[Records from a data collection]
* * * * * * * * *
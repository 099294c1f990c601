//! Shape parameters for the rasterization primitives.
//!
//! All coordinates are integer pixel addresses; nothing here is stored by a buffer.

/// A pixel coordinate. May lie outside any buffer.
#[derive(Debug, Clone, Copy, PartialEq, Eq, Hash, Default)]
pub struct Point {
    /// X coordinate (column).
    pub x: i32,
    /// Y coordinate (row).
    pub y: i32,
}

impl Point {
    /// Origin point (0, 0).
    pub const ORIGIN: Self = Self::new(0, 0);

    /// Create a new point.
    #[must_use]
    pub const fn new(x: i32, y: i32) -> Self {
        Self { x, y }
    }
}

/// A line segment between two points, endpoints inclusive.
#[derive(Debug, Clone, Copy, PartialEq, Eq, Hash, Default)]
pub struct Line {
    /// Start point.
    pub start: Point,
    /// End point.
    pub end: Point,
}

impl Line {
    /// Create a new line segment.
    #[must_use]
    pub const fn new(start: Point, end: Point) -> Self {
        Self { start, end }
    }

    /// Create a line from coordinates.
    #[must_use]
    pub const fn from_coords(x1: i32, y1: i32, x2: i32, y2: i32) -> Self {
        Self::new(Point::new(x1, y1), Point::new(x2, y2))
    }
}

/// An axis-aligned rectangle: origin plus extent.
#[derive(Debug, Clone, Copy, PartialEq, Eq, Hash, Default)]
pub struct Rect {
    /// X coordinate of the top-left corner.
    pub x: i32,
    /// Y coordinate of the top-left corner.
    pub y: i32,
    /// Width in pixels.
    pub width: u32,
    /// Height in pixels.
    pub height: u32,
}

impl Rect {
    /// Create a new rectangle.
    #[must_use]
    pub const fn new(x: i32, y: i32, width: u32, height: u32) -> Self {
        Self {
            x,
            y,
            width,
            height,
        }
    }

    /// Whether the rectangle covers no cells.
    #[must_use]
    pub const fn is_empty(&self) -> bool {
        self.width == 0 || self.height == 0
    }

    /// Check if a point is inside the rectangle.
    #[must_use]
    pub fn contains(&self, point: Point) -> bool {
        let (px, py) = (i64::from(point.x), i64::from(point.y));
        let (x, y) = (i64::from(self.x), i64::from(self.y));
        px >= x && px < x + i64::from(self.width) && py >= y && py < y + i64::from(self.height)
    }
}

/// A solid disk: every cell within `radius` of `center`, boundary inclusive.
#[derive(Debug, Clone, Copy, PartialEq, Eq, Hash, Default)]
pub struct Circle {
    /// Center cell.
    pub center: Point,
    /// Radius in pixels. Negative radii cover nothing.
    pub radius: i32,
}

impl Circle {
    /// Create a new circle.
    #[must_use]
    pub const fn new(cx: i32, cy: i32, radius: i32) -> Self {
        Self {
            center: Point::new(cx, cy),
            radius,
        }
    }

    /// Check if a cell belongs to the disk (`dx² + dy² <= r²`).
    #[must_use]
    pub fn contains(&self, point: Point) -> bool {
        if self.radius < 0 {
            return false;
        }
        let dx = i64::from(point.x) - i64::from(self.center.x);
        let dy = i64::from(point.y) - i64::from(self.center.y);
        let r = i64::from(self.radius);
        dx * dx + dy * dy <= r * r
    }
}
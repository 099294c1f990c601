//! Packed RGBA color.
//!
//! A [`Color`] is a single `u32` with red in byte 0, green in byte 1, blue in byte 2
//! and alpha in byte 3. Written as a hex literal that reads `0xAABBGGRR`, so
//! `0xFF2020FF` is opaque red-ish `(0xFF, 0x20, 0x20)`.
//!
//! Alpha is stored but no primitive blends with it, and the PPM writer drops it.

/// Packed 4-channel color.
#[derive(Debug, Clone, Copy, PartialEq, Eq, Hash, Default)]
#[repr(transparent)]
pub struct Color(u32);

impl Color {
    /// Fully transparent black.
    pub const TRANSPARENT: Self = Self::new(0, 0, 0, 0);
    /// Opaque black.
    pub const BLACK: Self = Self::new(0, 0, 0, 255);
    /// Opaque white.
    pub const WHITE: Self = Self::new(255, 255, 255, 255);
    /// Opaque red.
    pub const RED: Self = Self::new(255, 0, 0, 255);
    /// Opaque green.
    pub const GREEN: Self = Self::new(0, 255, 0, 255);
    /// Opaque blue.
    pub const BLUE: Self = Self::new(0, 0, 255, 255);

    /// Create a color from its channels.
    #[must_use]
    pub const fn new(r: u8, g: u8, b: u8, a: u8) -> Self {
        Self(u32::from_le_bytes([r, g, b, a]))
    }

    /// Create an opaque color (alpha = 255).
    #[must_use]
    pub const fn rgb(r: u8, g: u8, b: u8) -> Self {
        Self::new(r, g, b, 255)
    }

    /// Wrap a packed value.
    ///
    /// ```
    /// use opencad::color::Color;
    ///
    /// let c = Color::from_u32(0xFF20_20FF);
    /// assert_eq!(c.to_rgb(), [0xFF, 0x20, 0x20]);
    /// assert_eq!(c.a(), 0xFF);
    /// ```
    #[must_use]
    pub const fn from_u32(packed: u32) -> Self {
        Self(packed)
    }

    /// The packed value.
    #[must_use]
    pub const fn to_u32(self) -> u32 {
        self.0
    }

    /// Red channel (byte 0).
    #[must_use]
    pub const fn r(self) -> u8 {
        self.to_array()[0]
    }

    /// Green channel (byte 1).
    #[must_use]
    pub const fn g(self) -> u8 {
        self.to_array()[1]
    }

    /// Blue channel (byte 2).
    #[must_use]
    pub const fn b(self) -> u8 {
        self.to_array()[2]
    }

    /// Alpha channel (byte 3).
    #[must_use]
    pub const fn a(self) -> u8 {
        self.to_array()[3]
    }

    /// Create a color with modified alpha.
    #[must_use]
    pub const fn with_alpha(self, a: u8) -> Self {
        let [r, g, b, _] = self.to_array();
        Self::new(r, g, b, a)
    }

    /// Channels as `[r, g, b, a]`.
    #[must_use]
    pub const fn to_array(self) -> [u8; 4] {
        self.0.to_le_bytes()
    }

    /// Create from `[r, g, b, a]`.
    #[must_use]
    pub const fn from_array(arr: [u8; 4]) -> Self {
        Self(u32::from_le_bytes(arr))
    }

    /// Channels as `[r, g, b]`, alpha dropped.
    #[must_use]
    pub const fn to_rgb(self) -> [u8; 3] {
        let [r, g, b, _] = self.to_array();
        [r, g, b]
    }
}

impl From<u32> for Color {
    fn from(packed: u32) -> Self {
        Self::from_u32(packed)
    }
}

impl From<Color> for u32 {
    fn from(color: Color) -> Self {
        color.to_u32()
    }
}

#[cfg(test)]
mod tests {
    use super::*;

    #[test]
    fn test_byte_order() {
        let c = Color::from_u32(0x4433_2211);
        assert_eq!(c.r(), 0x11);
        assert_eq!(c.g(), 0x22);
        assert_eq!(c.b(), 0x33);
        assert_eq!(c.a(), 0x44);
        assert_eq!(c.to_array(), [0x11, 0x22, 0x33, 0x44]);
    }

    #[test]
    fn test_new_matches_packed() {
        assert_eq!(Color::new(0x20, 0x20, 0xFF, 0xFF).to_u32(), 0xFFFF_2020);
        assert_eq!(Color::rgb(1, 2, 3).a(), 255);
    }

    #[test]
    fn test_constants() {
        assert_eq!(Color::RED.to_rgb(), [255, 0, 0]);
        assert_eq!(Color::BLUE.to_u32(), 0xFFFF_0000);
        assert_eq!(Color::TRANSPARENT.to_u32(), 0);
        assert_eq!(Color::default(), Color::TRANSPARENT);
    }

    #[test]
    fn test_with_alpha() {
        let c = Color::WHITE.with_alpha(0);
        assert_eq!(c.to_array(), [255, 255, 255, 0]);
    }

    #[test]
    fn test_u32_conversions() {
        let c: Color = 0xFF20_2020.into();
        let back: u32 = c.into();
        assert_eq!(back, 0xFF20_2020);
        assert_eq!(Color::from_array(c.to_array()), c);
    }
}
* * * * * * * * *
**Directions for this task**. Search the entries for the word "disk", then list each line that holds it.

**Response to this task**.
/// A solid disk: every cell within `radius` of `center`, boundary inclusive.
    /// Check if a cell belongs to the disk (`dx² + dy² <= r²`).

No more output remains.